The Rings of Power showrunners discuss the birth of an iconic Lord of the Rings location
The Lord of the Rings: The Rings of Power offers a surprise look at the origins of a famous location
Warning: The following contains spoilers for The Lord of the Rings: The Rings of Power episode 7! Turn back now if you have not seen the latest installment in Amazon's epic series.
The final moments of The Rings of Power's new episode confirm the inevitable: that The Southlands has become Mordor, the cursed location that will one day act as a base for Sauron. Mordor's origins were never previously revealed in detail by J.R.R. Tolkien, the show's writers instead telling their own version of events.
Speaking to an audience including Total Film following a cinema screening of the seventh episode, The Rings of Power showrunners J.D. Payne and Patrick McKay revealed that telling the story of the creation of Mordor was almost inevitable when focussing on characters in the Second Age of Middle-earth.
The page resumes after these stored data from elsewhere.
//! Piecewise-analytic bound-state wavefunctions of the finite square well.

use log::warn;
use ndarray as nd;
use crate::{
    Arr1,
    error::FError,
    grid::Grid,
    potential::WellParameters,
    roots::Parity,
    utils::{ wf_norm, wf_renormalize },
};

/// A wavefunction sampled over a [`Grid`].
///
/// The wavefunction is normalized such that the trapezoidal integral of its
/// square over the grid is 1, unless that integral was not positive to begin
/// with, in which case it is left as-is; check with [`Self::is_normalized`].
#[derive(Clone, Debug)]
pub struct Wavefunction {
    // amplitudes, aligned with the grid
    psi: nd::Array1<f64>,
    // trapezoidal norm before normalization
    norm: f64,
}

impl Wavefunction {
    /// Get a reference to the amplitude array.
    pub fn get_psi(&self) -> &nd::Array1<f64> { &self.psi }

    /// Consume `self`, returning the amplitude array.
    pub fn into_psi(self) -> nd::Array1<f64> { self.psi }

    /// Trapezoidal integral of the square of the wavefunction before
    /// normalization.
    pub fn raw_norm(&self) -> f64 { self.norm }

    /// Return `false` if normalization was skipped because the wavefunction
    /// had a non-positive (or non-finite) norm.
    pub fn is_normalized(&self) -> bool {
        self.norm > 0.0 && self.norm.is_finite()
    }

    /// Get the number of points in the wavefunction.
    #[allow(clippy::len_without_is_empty)]
    pub fn len(&self) -> usize { self.psi.len() }

    /// Probability density `|ψ|²`.
    pub fn density(&self) -> nd::Array1<f64> { self.psi.mapv(|q| q * q) }
}

/// Construct the wavefunction of parity `parity` at energy `e` over `grid`.
///
/// With `k = √(2 m E) / ħ` and `γ = √(2 m (V0 - E)) / ħ`, the wavefunction is
/// ```text
///        cos(k x) or sin(k x)    for |x| ≤ a
/// ψ(x) = B exp(-γ (x - a))       for x > a
///        ±B exp(γ (x + a))       for x < -a
/// ```
/// where `B = ψ(a)` makes `ψ` continuous and the sign on the left follows the
/// parity. This is only a true eigenstate if `e` is a root of the
/// matching condition for `parity`; see [`solve`][crate::solve::solve].
///
/// Fails if `e` is not strictly inside `(0, V0)`.
pub fn build(params: &WellParameters, e: f64, parity: Parity, grid: &Grid)
    -> Result<Wavefunction, FError>
{
    FError::check_energy(e, params.depth())?;
    let a = params.half_width();
    let k = params.k(e);
    let gamma = params.gamma(e);
    let inside = |x: f64| -> f64 {
        match parity {
            Parity::Even => (k * x).cos(),
            Parity::Odd => (k * x).sin(),
        }
    };
    // decay is measured from the walls so that `exp` never sees a positive
    // argument
    let b = inside(a);
    let sign = parity.reflection_sign();
    let mut psi: nd::Array1<f64>
        = grid.get_x().mapv(|x| {
            if x.abs() <= a {
                inside(x)
            } else if x > a {
                b * (-gamma * (x - a)).exp()
            } else {
                sign * b * (gamma * (x + a)).exp()
            }
        });

    let dx = grid.get_dx();
    let norm = wf_norm(&psi, dx);
    if norm > 0.0 && norm.is_finite() {
        wf_renormalize(&mut psi, dx);
    } else {
        warn!(
            "wavefunction at E = {e:.6e} ({parity:?}) has norm {norm:e}; \
            leaving unnormalized"
        );
    }
    Ok(Wavefunction { psi, norm })
}

/// Return the number of nodes (sign changes between adjacent points) in a
/// sampled wavefunction.
///
/// Points where the wavefunction is exactly zero are skipped, so a node that
/// falls on a grid point is counted once.
pub fn node_count<S>(psi: &Arr1<S>) -> usize
where S: nd::Data<Elem = f64>
{
    let nonzero: Vec<f64>
        = psi.iter().copied().filter(|q| *q != 0.0).collect();
    nonzero.iter().zip(nonzero.iter().skip(1))
        .filter(|(qk, qkp1)| *qk * *qkp1 < 0.0)
        .count()
}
"From the very beginning in the writers' room, we had a board that had every single one of our characters' stories – Galadriel, Elrond, Elendil – and each of them had an arch going across the board," Payne says. "Running down all of them, there was one event that sort of happened in every single story, and it was basically just a drawing of a volcano.
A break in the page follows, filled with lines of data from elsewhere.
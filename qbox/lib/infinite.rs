//! Closed-form eigenstates of the infinite square well on `[0, L]` and their
//! time-dependent superpositions.

use std::f64::consts::PI;
use ndarray as nd;
use num_complex::Complex64 as C64;
use crate::{
    Arr1,
    error::{ ConfigError, IError, LengthError },
};

pub type IResult<T> = Result<T, IError>;

/// Infinite square well of width `L` with walls at `x = 0` and `x = L`.
#[derive(Clone, Debug)]
pub struct InfiniteWell {
    length: f64,
    mass: f64,
    hbar: f64,
    // coordinate array over [0, L]
    x: nd::Array1<f64>,
}

impl InfiniteWell {
    /// Create a new `InfiniteWell` sampled over `n` evenly spaced points
    /// between the walls (inclusive).
    pub fn new(length: f64, mass: f64, hbar: f64, n: usize) -> IResult<Self> {
        ConfigError::check_size(length)?;
        ConfigError::check_mass(mass)?;
        ConfigError::check_hbar(hbar)?;
        ConfigError::check_grid(0.0, length, n)?;
        let x: nd::Array1<f64> = nd::Array1::linspace(0.0, length, n);
        Ok(Self { length, mass, hbar, x })
    }

    /// Well width.
    pub fn length(&self) -> f64 { self.length }

    /// Get a reference to the coordinate array.
    pub fn get_x(&self) -> &nd::Array1<f64> { &self.x }

    /// Get the coordinate array grid spacing.
    pub fn get_dx(&self) -> f64 { self.length / (self.x.len() - 1) as f64 }

    /// Energy of the `n`-th level, `(n π ħ)² / (2 m L²)`.
    pub fn energy_level(&self, n: usize) -> IResult<f64> {
        IError::check_quantum_number(n)?;
        Ok(
            (n as f64 * PI * self.hbar).powi(2)
                / (2.0 * self.mass * self.length.powi(2))
        )
    }

    /// Evaluate the `n`-th eigenfunction, `√(2/L) sin(n π x / L)`, over the
    /// well's grid.
    pub fn wavefunction(&self, n: usize) -> IResult<nd::Array1<f64>> {
        self.wavefunction_at(n, &self.x)
    }

    /// Evaluate the `n`-th eigenfunction at arbitrary positions.
    ///
    /// Positions outside the walls are not treated specially.
    pub fn wavefunction_at<S>(&self, n: usize, x: &Arr1<S>)
        -> IResult<nd::Array1<f64>>
    where S: nd::Data<Elem = f64>
    {
        IError::check_quantum_number(n)?;
        let amp = (2.0 / self.length).sqrt();
        let kn = n as f64 * PI / self.length;
        Ok(x.mapv(|xk| amp * (kn * xk).sin()))
    }

    /// Probability density of the `n`-th eigenstate over the well's grid.
    pub fn probability_density(&self, n: usize) -> IResult<nd::Array1<f64>> {
        self.wavefunction(n).map(|q| q.mapv(|qk| qk * qk))
    }

    /// Evaluate the superposition
    /// ```text
    /// Ψ(x, t) = Σ_j c_j ψ_{n_j}(x) exp(-i E_{n_j} t / ħ)
    /// ```
    /// over the well's grid.
    ///
    /// Coefficients are used as given; normalize them beforehand if a
    /// normalized state is desired.
    pub fn superposition(&self, coeffs: &[C64], qnums: &[usize], t: f64)
        -> IResult<nd::Array1<C64>>
    {
        let components = self.components(coeffs, qnums)?;
        Ok(self.superpose(&components, t))
    }

    /// Compute the probability density of a [superposition][Self::superposition]
    /// at each of `times`.
    ///
    /// In the returned 2D array the first axis indexes time.
    pub fn time_evolve<S>(&self, coeffs: &[C64], qnums: &[usize], times: &Arr1<S>)
        -> IResult<nd::Array2<f64>>
    where S: nd::Data<Elem = f64>
    {
        let components = self.components(coeffs, qnums)?;
        let mut rho: nd::Array2<f64>
            = nd::Array2::zeros((times.len(), self.x.len()));
        rho.outer_iter_mut().zip(times)
            .for_each(|(mut rho_t, &t)| {
                let psi = self.superpose(&components, t);
                rho_t.zip_mut_with(&psi, |r, q| { *r = q.norm_sqr(); });
            });
        Ok(rho)
    }

    // pre-evaluate (coefficient, energy, eigenfunction) for each component
    fn components(&self, coeffs: &[C64], qnums: &[usize])
        -> IResult<Vec<(C64, f64, nd::Array1<f64>)>>
    {
        if coeffs.len() != qnums.len() {
            return Err(LengthError(coeffs.len(), qnums.len()).into());
        }
        if coeffs.is_empty() { return Err(IError::EmptySuperposition); }
        coeffs.iter().zip(qnums)
            .map(|(&c, &n)| Ok((c, self.energy_level(n)?, self.wavefunction(n)?)))
            .collect()
    }

    fn superpose(&self, components: &[(C64, f64, nd::Array1<f64>)], t: f64)
        -> nd::Array1<C64>
    {
        let mut psi: nd::Array1<C64> = nd::Array1::zeros(self.x.len());
        components.iter()
            .for_each(|(c, e, q)| {
                let phase = C64::from_polar(1.0, -e * t / self.hbar);
                psi.zip_mut_with(q, |pk, qk| { *pk += c * phase * *qk; });
            });
        psi
    }
}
"One of the joys of being able to go back so far in time, from a time people know so well in Middle-earth, is to see Middle-earth [when it was] very different. We said, 'Mordor is this iconic place, what if we could actually take something that's like beautiful Switzerland, a gorgeous Alpine territory, and watch it evolve into the horrible hellhole that we know so well?' And this storyline presented itself. One of our writers, her Dad is a geologist. And so we were like, 'Could you actually like make a volcano explode? Is it possible?' And they said, 'Yeah, if you got enough steam pressure, a lot of water all at once, you can actually cause the thing to burst.' So we said, 'Alright, that's the birth of Mordor.'"
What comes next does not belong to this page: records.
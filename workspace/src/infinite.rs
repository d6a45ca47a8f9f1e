use ndarray as nd;
use serde::Serialize;
use lib::{ Config, init_logging, mkdir, write_json };

// compute levels of the infinite square well and evolve a superposition of
// them in time

const NUM_LEVELS: usize = 5;

#[derive(Serialize)]
struct Output {
    length: f64,
    x: Vec<f64>,
    e: Vec<f64>,
    wf: Vec<Vec<f64>>,
    t: Vec<f64>,
    rho: Vec<Vec<f64>>,
}

fn main() -> anyhow::Result<()> {
    init_logging();
    let config = Config::from_args()?;
    let well = config.infinite_well()?;

    let e: Vec<f64>
        = (1..=NUM_LEVELS)
        .map(|n| well.energy_level(n))
        .collect::<Result<_, _>>()?;
    let wf: Vec<Vec<f64>>
        = (1..=NUM_LEVELS)
        .map(|n| well.wavefunction(n).map(|q| q.to_vec()))
        .collect::<Result<_, _>>()?;
    e.iter().enumerate()
        .for_each(|(j, ej)| println!("E_{} = {:.10e}", j + 1, ej));

    let sup = &config.superposition;
    let t: nd::Array1<f64>
        = nd::Array1::linspace(0.0, sup.t_max, sup.steps.max(2));
    let rho: nd::Array2<f64>
        = well.time_evolve(&sup.coefficients(), &sup.quantum_numbers, &t)?;

    let output = Output {
        length: well.length(),
        x: well.get_x().to_vec(),
        e,
        wf,
        t: t.to_vec(),
        rho: rho.outer_iter().map(|row| row.to_vec()).collect(),
    };

    let outdir = config.output.dir.clone();
    mkdir(&outdir)?;
    write_json(&outdir.join("infinite.json"), &output)?;
    Ok(())
}
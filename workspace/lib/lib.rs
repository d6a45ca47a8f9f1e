//! Shared configuration and output handling for the driver binaries.

use std::{ fs, path::{ Path, PathBuf } };
use anyhow::Context;
use num_complex::Complex64 as C64;
use qbox::{
    infinite::InfiniteWell,
    potential::WellParameters,
    roots::SolveConfig,
    solve::FiniteWell,
};
use serde::{ Deserialize, Serialize };

/// Top-level driver configuration, read from a TOML file.
///
/// Every section is optional; missing values fall back to a well of width 2,
/// depth 10, and unit mass and ħ, sampled over 200 points.
#[derive(Clone, Debug, Deserialize)]
#[serde(default)]
pub struct Config {
    pub well: WellParameters,
    pub grid: GridConfig,
    pub solver: SolveConfig,
    pub infinite: InfiniteConfig,
    pub superposition: SuperpositionConfig,
    pub output: OutputConfig,
}

impl Default for Config {
    fn default() -> Self {
        Self {
            well: WellParameters::new(1.0, 10.0, 1.0, 1.0)
                .expect("default well parameters are valid"),
            grid: GridConfig::default(),
            solver: SolveConfig::default(),
            infinite: InfiniteConfig::default(),
            superposition: SuperpositionConfig::default(),
            output: OutputConfig::default(),
        }
    }
}

impl Config {
    /// Load a config from `path`, or return the defaults if `path` is `None`.
    pub fn load(path: Option<&Path>) -> anyhow::Result<Self> {
        let Some(path) = path else { return Ok(Self::default()); };
        let text = fs::read_to_string(path)
            .with_context(|| format!("couldn't read config {}", path.display()))?;
        toml::from_str(&text)
            .with_context(|| format!("couldn't parse config {}", path.display()))
    }

    /// Load a config from the path given as the first command-line argument,
    /// if any.
    pub fn from_args() -> anyhow::Result<Self> {
        let path: Option<PathBuf> = std::env::args_os().nth(1).map(PathBuf::from);
        Self::load(path.as_deref())
    }

    /// Construct the finite well described by the `well`, `grid`, and
    /// `solver` sections.
    pub fn finite_well(&self) -> anyhow::Result<FiniteWell> {
        let well = FiniteWell::new(self.well, self.grid.points)?
            .with_config(self.solver)?;
        Ok(well)
    }

    /// Construct the infinite well described by the `infinite` section, using
    /// the mass and ħ of the `well` section.
    pub fn infinite_well(&self) -> anyhow::Result<InfiniteWell> {
        let well = InfiniteWell::new(
            self.infinite.length,
            self.well.mass(),
            self.well.hbar(),
            self.infinite.points,
        )?;
        Ok(well)
    }
}

/// Finite-well grid resolution.
#[derive(Copy, Clone, Debug, Deserialize)]
#[serde(default)]
pub struct GridConfig {
    pub points: usize,
}

impl Default for GridConfig {
    fn default() -> Self { Self { points: 200 } }
}

/// Infinite-well geometry.
#[derive(Copy, Clone, Debug, Deserialize)]
#[serde(default)]
pub struct InfiniteConfig {
    pub length: f64,
    pub points: usize,
}

impl Default for InfiniteConfig {
    fn default() -> Self { Self { length: 1.0, points: 100 } }
}

/// Infinite-well superposition to evolve in time.
#[derive(Clone, Debug, Deserialize)]
#[serde(default)]
pub struct SuperpositionConfig {
    /// Complex coefficients as `[re, im]` pairs.
    pub coefficients: Vec<[f64; 2]>,
    pub quantum_numbers: Vec<usize>,
    pub t_max: f64,
    pub steps: usize,
}

impl Default for SuperpositionConfig {
    fn default() -> Self {
        let c = 0.5_f64.sqrt();
        Self {
            coefficients: vec![[c, 0.0], [c, 0.0]],
            quantum_numbers: vec![1, 2],
            t_max: 1.0,
            steps: 100,
        }
    }
}

impl SuperpositionConfig {
    pub fn coefficients(&self) -> Vec<C64> {
        self.coefficients.iter().map(|[re, im]| C64::new(*re, *im)).collect()
    }
}

/// Where to write results.
#[derive(Clone, Debug, Deserialize)]
#[serde(default)]
pub struct OutputConfig {
    pub dir: PathBuf,
}

impl Default for OutputConfig {
    fn default() -> Self { Self { dir: PathBuf::from("output") } }
}

/// Create `dir` and any missing parents.
pub fn mkdir(dir: &Path) -> anyhow::Result<()> {
    fs::create_dir_all(dir)
        .with_context(|| format!("couldn't create directory {}", dir.display()))
}

/// Serialize `data` as pretty-printed JSON to `path`.
pub fn write_json<T: Serialize>(path: &Path, data: &T) -> anyhow::Result<()> {
    let text = serde_json::to_string_pretty(data)?;
    fs::write(path, text)
        .with_context(|| format!("couldn't write {}", path.display()))?;
    log::info!("wrote {}", path.display());
    Ok(())
}

/// Initialize logging at `info` unless overridden by `RUST_LOG`.
pub fn init_logging() {
    env_logger::Builder::from_env(
        env_logger::Env::default().default_filter_or("info")
    ).init();
}
use reqwest::header::{ACCEPT, AUTHORIZATION, CONTENT_TYPE, USER_AGENT};
use serde_json::json;

use super::*;
use crate::core::types::{
    ContentPart, ImageUrl, Message, MessageContent, MessageRole, StopSequences, ToolChoice,
    ToolChoiceMode,
};

fn header<'a>(wire: &'a WireRequest<ChatCompletionRequest>, name: &str) -> Option<&'a str> {
    wire.headers.get(name).and_then(|value| value.to_str().ok())
}

fn image_part() -> ContentPart {
    ContentPart::ImageUrl {
        image_url: ImageUrl {
            url: "data:image/png;base64,AAAA".to_string(),
            detail: None,
        },
    }
}

#[test]
fn test_initiator_is_user_until_assistant_or_tool_appears() {
    let first_turn = vec![
        Message::text(MessageRole::System, "be brief"),
        Message::text(MessageRole::User, "hi"),
        Message::text(MessageRole::User, "again"),
    ];
    assert_eq!(initiator(&first_turn), Initiator::User);
    assert_eq!(initiator(&[]), Initiator::User);

    // Decided on the caller's roles, before system messages are sent as assistant.
    let system_then_user = vec![
        Message::text(MessageRole::System, "be brief"),
        Message::text(MessageRole::User, "hi"),
    ];
    assert_eq!(initiator(&system_then_user), Initiator::User);
    let wire = CopilotTranslator
        .build_wire_request(
            &ChatCompletionRequest::new("gpt-4o", system_then_user),
            "tok",
        )
        .expect("wire request");
    assert_eq!(wire.body.messages[0].role, MessageRole::Assistant);
    assert_eq!(header(&wire, "x-initiator"), Some("user"));

    let mut follow_up = first_turn.clone();
    follow_up.push(Message::text(MessageRole::Assistant, "hello"));
    assert_eq!(initiator(&follow_up), Initiator::Agent);

    let mut tool_turn = first_turn;
    tool_turn.push(Message::text(MessageRole::Tool, "{}"));
    assert_eq!(initiator(&tool_turn), Initiator::Agent);
    assert_eq!(Initiator::Agent.as_str(), "agent");
}

#[test]
fn test_vision_flag_tracks_any_image_part() {
    let text_only = vec![
        Message::text(MessageRole::User, "describe"),
        Message::parts(
            MessageRole::User,
            vec![ContentPart::Text {
                text: "plain".to_string(),
            }],
        ),
    ];
    assert!(!has_image_content(&text_only));

    let mut with_image_url = text_only.clone();
    with_image_url.push(Message::parts(
        MessageRole::User,
        vec![
            ContentPart::Text {
                text: "look".to_string(),
            },
            image_part(),
        ],
    ));
    assert!(has_image_content(&with_image_url));

    let vendor_image: ContentPart =
        serde_json::from_value(json!({"type": "image", "source": {"data": "AAAA"}}))
            .expect("image part");
    let mut with_vendor_image = text_only;
    with_vendor_image.push(Message::parts(MessageRole::Assistant, vec![vendor_image]));
    assert!(has_image_content(&with_vendor_image));
}

#[test]
fn test_wire_request_headers_for_streaming_first_turn() {
    let mut req = ChatCompletionRequest::new(
        "gpt-4o",
        vec![Message::text(MessageRole::User, "hello")],
    );
    req.stream = true;

    let wire = CopilotTranslator
        .build_wire_request(&req, "cop-token")
        .expect("wire request");

    assert_eq!(header(&wire, AUTHORIZATION.as_str()), Some("Bearer cop-token"));
    assert_eq!(header(&wire, ACCEPT.as_str()), Some("text/event-stream"));
    assert_eq!(
        header(&wire, USER_AGENT.as_str()),
        Some("GitHubCopilotChat/0.26.7")
    );
    assert_eq!(header(&wire, "copilot-integration-id"), Some("vscode-chat"));
    assert_eq!(header(&wire, "openai-intent"), Some("conversation-panel"));
    assert_eq!(header(&wire, "x-initiator"), Some("user"));
    assert_eq!(header(&wire, "editor-version"), Some(EDITOR_VERSION));
    assert_eq!(
        header(&wire, "editor-plugin-version"),
        Some(EDITOR_PLUGIN_VERSION)
    );
    assert!(header(&wire, "x-github-api-version").is_some());
    assert!(header(&wire, "copilot-vision-request").is_none());
    assert!(header(&wire, CONTENT_TYPE.as_str()).is_none());

    let request_id = header(&wire, "x-request-id").expect("request id");
    assert!(Uuid::parse_str(request_id).is_ok());
}

#[test]
fn test_wire_request_varies_only_in_request_id() {
    let req = ChatCompletionRequest::new(
        "gpt-4o",
        vec![
            Message::text(MessageRole::User, "hi"),
            Message::text(MessageRole::Assistant, "hello"),
            Message::parts(MessageRole::User, vec![image_part()]),
        ],
    );

    let first = CopilotTranslator
        .build_wire_request(&req, "tok")
        .expect("first");
    let second = CopilotTranslator
        .build_wire_request(&req, "tok")
        .expect("second");

    assert_eq!(header(&first, ACCEPT.as_str()), Some("application/json"));
    assert_eq!(header(&first, "x-initiator"), Some("agent"));
    assert_eq!(header(&first, "copilot-vision-request"), Some("true"));
    assert_ne!(header(&first, "x-request-id"), header(&second, "x-request-id"));

    for (name, value) in &first.headers {
        if name.as_str() != "x-request-id" {
            assert_eq!(second.headers.get(name), Some(value), "header {name}");
        }
    }
}

#[test]
fn test_body_remaps_system_role_and_forwards_fields() {
    let mut req = ChatCompletionRequest::new(
        "claude-sonnet-4",
        vec![
            Message::text(MessageRole::System, "rules"),
            Message::text(MessageRole::User, "go"),
        ],
    );
    req.temperature = Some(0.5);
    req.max_tokens = Some(256);
    req.stop = Some(StopSequences::Single("END".to_string()));
    req.tool_choice = Some(ToolChoice::Mode(ToolChoiceMode::Auto));
    req.parallel_tool_calls = Some(false);

    let wire = CopilotTranslator
        .build_wire_request(&req, "tok")
        .expect("wire request");

    assert_eq!(wire.body.messages[0].role, MessageRole::Assistant);
    assert_eq!(
        wire.body.messages[0].content,
        Some(MessageContent::Text("rules".to_string()))
    );
    assert_eq!(wire.body.messages[1].role, MessageRole::User);
    assert_eq!(req.messages[0].role, MessageRole::System);

    let encoded = serde_json::to_value(&wire.body).expect("encode");
    assert_eq!(encoded["model"], "claude-sonnet-4");
    assert_eq!(encoded["temperature"], 0.5);
    assert_eq!(encoded["max_tokens"], 256);
    assert_eq!(encoded["stop"], "END");
    assert_eq!(encoded["tool_choice"], "auto");
    assert_eq!(encoded["parallel_tool_calls"], false);
    assert_eq!(encoded["stream"], false);
    assert!(encoded.get("top_p").is_none());
}

#[test]
fn test_invalid_token_is_rejected_as_protocol_error() {
    let req = ChatCompletionRequest::new("gpt-4o", vec![Message::text(MessageRole::User, "hi")]);

    let error = CopilotTranslator
        .build_wire_request(&req, "bad\r\ntoken")
        .expect_err("newline in token");

    assert!(matches!(error, ProviderError::Protocol { .. }));
}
The image of an idyllic countryside being destroyed by fire is one that certainly feels Tolkien-esque; the writer was staunchly against the destruction of the countryside. That ethos became a prominent plot point in The Two Towers when the Ents rise up against the barbarians of Isengard after the trees are destroyed in order to service the evil Saruman. It's fitting, then, that Mordor's creation comes at the cost of The Southlands.
The showrunners also hinted that, although The Rings of Power episode 7 tied up multiple loose storylines: "There's at least one strand, if not a couple more, that are still lingering." Get ready for a big finale. For some speculation on what's to come, here are our pieces on the true identities of both The Stranger and Sauron.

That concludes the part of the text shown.